▶ _To do_
Set out each line from the following listing that includes the word "RepositorySettings".

Start of Data to use

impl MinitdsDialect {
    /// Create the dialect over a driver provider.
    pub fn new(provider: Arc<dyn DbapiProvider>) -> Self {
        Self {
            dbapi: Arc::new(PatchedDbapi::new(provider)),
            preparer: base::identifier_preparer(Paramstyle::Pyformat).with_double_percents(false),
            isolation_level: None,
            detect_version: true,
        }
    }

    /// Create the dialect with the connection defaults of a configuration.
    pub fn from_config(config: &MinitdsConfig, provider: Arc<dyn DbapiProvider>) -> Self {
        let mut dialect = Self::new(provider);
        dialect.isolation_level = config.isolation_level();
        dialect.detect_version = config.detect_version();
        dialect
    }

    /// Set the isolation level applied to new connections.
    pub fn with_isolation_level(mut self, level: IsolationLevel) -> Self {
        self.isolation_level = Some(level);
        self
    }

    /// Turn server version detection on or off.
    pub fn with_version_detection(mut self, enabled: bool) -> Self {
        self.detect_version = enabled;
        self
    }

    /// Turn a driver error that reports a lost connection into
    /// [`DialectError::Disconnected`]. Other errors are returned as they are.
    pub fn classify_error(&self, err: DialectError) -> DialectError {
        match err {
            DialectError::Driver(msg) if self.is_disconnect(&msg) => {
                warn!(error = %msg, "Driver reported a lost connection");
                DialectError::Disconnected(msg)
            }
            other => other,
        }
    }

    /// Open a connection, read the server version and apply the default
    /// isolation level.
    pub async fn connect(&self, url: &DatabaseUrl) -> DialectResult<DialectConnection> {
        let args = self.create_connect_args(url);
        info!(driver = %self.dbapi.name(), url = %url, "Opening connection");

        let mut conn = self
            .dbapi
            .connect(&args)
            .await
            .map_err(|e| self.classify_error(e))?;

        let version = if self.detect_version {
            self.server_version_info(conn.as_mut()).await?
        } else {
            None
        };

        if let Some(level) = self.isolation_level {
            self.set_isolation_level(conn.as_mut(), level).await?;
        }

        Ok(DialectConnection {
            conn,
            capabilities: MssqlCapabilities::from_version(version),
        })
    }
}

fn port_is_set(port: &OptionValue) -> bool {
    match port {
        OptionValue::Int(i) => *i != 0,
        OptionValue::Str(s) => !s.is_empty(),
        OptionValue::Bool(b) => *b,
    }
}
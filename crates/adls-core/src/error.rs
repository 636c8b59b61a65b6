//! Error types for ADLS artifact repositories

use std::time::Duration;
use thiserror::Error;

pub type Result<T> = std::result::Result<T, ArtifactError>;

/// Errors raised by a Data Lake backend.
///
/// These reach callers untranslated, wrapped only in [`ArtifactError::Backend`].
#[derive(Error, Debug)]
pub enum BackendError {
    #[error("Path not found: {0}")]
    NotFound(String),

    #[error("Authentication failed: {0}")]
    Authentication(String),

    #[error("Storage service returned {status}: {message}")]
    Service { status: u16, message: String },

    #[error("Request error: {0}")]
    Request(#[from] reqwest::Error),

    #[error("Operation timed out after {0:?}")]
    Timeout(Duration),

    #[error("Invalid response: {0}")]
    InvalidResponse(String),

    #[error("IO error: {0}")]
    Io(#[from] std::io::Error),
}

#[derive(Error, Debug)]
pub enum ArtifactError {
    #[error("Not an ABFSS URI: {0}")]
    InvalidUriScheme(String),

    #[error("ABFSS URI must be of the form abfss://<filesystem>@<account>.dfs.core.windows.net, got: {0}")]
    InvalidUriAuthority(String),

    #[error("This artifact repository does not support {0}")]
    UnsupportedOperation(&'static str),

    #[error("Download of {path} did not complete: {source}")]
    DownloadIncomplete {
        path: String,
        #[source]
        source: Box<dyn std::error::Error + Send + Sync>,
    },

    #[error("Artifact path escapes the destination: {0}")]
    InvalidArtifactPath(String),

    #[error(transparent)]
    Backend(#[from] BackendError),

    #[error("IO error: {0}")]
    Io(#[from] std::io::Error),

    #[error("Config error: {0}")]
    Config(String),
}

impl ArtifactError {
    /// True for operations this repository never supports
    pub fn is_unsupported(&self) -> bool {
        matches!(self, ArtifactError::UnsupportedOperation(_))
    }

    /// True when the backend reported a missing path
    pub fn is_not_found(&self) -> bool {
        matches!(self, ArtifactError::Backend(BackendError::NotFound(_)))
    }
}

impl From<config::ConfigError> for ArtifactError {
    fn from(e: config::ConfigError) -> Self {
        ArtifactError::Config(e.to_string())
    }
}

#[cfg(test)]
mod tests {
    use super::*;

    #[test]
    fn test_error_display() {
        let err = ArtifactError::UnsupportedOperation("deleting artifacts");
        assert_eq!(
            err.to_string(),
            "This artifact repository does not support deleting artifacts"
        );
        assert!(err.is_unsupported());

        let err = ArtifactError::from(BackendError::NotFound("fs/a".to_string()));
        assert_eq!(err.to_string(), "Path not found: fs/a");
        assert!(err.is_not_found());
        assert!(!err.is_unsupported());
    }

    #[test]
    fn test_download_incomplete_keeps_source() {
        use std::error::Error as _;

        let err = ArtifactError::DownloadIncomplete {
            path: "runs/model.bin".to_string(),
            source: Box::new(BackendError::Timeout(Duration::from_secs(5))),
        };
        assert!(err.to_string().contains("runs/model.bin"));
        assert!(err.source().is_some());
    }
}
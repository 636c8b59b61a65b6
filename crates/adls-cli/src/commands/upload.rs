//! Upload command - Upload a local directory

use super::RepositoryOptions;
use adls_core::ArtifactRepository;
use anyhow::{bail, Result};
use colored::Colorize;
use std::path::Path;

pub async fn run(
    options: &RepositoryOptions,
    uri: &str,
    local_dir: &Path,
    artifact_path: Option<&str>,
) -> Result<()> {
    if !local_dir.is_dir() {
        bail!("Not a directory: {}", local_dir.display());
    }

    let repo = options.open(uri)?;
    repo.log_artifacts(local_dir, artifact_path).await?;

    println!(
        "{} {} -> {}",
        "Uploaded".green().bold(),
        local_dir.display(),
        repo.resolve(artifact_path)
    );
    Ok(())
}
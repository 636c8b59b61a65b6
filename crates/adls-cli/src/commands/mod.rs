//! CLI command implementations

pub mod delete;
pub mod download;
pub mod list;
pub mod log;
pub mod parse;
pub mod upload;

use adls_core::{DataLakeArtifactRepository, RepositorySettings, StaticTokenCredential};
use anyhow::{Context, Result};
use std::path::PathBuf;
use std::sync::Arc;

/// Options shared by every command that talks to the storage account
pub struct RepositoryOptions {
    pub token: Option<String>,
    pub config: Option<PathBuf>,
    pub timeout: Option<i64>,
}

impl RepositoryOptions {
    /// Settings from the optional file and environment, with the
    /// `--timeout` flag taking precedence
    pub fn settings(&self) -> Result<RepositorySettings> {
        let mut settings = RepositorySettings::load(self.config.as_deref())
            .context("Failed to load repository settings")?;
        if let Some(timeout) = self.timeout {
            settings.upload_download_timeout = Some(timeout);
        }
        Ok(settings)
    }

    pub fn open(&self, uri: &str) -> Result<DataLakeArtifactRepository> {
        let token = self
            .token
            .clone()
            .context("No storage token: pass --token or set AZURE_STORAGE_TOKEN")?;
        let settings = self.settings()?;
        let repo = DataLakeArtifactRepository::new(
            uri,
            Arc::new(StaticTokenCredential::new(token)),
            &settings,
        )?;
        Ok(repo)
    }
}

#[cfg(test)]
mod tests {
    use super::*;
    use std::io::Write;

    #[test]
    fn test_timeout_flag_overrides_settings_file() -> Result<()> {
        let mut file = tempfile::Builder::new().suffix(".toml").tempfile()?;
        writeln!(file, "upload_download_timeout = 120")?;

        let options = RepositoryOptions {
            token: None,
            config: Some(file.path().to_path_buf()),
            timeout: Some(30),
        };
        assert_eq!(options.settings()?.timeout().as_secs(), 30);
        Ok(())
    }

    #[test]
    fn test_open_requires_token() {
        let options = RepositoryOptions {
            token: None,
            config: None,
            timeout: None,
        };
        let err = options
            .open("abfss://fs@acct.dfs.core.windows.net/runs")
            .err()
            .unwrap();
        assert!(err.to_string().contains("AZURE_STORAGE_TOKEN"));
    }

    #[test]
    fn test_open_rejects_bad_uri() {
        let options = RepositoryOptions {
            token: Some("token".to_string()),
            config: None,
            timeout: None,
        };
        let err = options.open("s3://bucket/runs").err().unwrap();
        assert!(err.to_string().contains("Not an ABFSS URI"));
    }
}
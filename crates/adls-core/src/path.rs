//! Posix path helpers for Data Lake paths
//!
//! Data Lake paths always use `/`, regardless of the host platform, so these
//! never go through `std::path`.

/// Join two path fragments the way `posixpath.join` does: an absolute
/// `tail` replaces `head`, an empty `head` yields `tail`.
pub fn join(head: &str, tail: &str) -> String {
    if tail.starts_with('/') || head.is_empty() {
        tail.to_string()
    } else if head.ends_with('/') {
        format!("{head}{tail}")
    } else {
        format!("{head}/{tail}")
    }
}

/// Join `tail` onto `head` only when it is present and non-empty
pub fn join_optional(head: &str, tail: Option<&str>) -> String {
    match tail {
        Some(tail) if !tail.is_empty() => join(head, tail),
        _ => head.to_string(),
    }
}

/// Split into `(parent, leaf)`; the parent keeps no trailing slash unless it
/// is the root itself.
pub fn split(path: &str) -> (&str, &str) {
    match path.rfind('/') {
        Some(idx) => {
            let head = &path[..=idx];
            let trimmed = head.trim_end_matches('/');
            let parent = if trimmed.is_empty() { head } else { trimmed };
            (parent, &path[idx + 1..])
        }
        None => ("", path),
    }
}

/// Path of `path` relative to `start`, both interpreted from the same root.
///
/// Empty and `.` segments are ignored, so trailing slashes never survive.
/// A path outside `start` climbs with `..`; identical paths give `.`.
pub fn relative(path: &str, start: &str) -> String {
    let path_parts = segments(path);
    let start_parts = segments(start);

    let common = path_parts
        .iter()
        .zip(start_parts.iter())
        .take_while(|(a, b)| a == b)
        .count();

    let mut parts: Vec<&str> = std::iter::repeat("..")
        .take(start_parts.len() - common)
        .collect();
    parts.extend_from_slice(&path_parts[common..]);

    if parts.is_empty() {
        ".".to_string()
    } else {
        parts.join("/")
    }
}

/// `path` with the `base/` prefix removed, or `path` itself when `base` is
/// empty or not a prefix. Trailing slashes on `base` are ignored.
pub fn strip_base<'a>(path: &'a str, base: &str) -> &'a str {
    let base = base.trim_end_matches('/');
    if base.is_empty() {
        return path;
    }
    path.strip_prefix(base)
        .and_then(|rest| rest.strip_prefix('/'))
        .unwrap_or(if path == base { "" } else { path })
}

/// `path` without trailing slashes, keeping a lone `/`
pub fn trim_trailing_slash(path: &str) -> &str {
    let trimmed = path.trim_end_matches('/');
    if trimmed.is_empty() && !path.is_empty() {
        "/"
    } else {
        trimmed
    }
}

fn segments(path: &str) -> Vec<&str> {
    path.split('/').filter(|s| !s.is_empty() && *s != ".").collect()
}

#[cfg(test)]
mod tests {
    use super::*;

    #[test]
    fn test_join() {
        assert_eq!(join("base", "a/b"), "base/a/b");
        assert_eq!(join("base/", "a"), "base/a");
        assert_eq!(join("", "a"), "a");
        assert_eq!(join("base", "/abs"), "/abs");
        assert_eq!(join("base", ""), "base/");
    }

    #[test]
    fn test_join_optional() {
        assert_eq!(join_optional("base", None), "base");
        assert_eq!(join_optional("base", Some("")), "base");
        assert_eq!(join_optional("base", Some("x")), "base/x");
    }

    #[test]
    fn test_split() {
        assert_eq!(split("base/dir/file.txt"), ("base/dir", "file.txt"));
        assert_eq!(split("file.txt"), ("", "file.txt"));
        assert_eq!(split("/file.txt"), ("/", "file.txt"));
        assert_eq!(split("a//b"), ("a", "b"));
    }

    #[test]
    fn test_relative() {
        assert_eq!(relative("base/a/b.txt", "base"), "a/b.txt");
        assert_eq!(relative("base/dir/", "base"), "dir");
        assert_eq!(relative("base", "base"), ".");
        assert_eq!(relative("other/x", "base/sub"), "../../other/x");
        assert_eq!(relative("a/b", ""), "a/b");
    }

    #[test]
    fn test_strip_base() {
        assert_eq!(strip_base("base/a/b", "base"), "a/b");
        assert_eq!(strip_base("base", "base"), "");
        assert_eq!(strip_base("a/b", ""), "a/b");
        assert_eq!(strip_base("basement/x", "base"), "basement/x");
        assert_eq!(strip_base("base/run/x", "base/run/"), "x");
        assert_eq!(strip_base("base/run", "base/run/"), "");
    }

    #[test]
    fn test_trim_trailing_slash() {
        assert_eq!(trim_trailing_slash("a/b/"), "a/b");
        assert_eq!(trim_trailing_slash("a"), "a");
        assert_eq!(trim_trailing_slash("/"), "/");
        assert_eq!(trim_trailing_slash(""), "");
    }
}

End of Data to use
Start of Data to use

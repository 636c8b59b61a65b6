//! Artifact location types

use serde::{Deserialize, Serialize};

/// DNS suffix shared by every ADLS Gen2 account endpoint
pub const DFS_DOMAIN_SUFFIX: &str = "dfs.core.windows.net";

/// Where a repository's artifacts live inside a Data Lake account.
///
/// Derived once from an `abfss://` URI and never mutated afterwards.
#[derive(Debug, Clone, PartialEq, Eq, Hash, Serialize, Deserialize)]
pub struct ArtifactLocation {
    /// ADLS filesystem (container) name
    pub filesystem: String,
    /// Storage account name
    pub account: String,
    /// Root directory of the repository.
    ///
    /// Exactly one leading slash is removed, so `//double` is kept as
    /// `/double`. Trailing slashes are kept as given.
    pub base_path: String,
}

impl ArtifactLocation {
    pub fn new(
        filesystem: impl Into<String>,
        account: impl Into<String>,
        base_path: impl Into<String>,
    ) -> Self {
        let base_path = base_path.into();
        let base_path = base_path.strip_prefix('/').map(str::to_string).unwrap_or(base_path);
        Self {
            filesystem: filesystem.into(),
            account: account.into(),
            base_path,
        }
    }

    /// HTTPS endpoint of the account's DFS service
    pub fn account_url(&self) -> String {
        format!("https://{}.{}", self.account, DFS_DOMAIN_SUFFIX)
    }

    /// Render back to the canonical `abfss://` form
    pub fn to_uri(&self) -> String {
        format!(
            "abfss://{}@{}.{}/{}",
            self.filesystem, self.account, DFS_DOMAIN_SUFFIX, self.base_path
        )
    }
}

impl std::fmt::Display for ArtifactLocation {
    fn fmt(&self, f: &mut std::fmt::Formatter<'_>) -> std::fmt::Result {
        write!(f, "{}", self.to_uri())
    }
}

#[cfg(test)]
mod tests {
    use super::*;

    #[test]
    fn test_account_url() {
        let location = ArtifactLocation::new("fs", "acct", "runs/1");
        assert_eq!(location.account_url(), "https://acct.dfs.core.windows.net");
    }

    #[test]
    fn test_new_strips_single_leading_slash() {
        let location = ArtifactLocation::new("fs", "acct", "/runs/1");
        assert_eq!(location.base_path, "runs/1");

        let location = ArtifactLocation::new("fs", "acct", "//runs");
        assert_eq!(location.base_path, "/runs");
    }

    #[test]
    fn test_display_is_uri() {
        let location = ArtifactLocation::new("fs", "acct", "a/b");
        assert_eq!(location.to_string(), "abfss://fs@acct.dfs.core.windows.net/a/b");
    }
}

End of Data to use
Start of Data to use

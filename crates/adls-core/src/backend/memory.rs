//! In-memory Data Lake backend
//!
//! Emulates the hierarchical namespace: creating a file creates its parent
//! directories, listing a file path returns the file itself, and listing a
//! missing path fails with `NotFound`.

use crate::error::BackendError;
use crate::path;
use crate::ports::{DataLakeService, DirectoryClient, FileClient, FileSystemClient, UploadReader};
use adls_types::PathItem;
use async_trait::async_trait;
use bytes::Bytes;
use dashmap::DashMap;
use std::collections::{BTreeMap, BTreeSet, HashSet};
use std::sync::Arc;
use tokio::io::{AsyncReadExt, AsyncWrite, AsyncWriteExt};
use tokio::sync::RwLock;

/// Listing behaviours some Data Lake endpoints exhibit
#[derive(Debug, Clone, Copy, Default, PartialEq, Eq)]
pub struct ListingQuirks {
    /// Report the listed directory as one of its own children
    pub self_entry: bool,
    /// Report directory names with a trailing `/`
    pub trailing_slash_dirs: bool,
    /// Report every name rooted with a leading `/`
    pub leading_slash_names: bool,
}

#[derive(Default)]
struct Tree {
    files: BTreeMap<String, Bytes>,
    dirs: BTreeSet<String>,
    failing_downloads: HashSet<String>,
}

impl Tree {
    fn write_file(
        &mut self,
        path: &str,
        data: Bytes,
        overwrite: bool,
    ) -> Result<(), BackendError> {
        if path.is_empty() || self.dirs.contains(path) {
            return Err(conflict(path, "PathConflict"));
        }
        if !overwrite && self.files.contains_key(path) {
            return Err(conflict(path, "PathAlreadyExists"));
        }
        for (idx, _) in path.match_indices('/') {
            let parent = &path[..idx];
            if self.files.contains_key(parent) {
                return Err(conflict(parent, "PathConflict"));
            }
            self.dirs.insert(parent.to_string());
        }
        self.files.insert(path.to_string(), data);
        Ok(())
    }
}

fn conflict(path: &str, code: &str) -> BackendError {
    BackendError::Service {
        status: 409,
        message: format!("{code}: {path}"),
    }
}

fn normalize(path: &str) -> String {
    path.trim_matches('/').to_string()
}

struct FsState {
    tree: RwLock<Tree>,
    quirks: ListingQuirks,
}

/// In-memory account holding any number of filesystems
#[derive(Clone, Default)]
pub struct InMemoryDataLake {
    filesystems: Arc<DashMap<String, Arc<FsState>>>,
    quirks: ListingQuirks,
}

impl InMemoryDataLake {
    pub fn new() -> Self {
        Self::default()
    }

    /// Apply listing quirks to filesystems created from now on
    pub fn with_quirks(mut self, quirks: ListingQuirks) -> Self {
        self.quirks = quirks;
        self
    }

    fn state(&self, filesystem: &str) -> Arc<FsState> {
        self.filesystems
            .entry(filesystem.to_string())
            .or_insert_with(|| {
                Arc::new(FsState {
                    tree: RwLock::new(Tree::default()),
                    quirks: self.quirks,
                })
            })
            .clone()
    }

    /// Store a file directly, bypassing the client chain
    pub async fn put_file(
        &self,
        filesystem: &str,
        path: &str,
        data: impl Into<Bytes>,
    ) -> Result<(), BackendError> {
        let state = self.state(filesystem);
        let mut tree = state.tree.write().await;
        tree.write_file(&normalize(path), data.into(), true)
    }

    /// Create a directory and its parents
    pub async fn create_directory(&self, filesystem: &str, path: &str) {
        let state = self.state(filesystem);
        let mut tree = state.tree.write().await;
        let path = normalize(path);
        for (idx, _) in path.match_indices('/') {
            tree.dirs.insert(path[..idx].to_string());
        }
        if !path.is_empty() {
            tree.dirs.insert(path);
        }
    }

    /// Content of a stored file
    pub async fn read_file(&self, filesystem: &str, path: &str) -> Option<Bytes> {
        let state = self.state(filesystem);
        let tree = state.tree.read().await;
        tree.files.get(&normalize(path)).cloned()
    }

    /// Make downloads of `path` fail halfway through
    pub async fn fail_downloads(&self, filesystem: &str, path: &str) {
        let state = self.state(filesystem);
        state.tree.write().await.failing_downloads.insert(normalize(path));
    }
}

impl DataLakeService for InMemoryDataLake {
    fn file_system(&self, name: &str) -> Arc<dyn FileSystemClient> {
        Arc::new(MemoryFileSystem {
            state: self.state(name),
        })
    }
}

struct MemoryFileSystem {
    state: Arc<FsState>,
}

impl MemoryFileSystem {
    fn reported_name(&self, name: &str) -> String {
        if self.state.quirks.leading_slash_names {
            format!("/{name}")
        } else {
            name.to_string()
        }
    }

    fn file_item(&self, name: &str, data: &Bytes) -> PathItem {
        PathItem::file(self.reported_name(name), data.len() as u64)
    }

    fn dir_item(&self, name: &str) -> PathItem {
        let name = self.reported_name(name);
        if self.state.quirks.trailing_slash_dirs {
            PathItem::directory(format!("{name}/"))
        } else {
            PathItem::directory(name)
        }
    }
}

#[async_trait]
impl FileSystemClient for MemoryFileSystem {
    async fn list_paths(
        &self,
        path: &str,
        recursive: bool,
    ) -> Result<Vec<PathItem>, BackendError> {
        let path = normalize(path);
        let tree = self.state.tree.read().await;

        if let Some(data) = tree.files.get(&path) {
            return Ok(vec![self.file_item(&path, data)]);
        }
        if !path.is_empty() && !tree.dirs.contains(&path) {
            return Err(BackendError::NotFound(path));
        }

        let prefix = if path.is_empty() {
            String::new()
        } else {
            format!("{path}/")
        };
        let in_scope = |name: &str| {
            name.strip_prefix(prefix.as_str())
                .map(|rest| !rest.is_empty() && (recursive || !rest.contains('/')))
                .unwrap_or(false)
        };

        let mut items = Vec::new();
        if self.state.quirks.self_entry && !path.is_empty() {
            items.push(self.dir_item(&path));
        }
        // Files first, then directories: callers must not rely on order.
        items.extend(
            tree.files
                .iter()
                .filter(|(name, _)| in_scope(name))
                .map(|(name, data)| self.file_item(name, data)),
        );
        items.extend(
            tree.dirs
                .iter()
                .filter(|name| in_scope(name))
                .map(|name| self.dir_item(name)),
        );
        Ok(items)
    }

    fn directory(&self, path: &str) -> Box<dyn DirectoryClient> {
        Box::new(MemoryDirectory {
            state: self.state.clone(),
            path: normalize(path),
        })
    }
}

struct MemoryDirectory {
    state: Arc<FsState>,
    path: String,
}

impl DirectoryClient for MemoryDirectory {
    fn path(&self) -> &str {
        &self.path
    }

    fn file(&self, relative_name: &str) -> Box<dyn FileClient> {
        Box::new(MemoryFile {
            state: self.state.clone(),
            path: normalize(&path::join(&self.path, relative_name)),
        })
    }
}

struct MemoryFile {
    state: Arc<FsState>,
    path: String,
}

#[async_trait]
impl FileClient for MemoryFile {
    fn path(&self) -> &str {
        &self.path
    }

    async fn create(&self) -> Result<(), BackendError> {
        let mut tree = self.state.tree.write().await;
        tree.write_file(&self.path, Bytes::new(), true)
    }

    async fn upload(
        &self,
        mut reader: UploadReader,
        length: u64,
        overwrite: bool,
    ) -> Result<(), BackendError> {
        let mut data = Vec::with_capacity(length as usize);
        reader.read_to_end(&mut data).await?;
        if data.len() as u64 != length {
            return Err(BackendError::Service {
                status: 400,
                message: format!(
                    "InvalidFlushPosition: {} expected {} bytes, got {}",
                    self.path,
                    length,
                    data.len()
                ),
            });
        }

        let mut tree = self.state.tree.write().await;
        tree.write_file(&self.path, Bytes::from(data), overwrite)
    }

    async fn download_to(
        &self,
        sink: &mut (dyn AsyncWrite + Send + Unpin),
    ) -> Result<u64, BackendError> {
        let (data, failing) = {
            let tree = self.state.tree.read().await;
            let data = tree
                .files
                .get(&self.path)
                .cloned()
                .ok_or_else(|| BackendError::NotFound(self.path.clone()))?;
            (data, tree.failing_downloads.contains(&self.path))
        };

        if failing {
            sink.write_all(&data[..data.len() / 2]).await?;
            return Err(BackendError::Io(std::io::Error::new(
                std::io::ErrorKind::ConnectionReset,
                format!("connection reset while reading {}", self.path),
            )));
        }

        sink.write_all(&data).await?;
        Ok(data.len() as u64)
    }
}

End of Data to use

▶ _Response area_
use adls_core::{DataLakeArtifactRepository, RepositorySettings, StaticTokenCredential};
    pub fn settings(&self) -> Result<RepositorySettings> {
        let mut settings = RepositorySettings::load(self.config.as_deref())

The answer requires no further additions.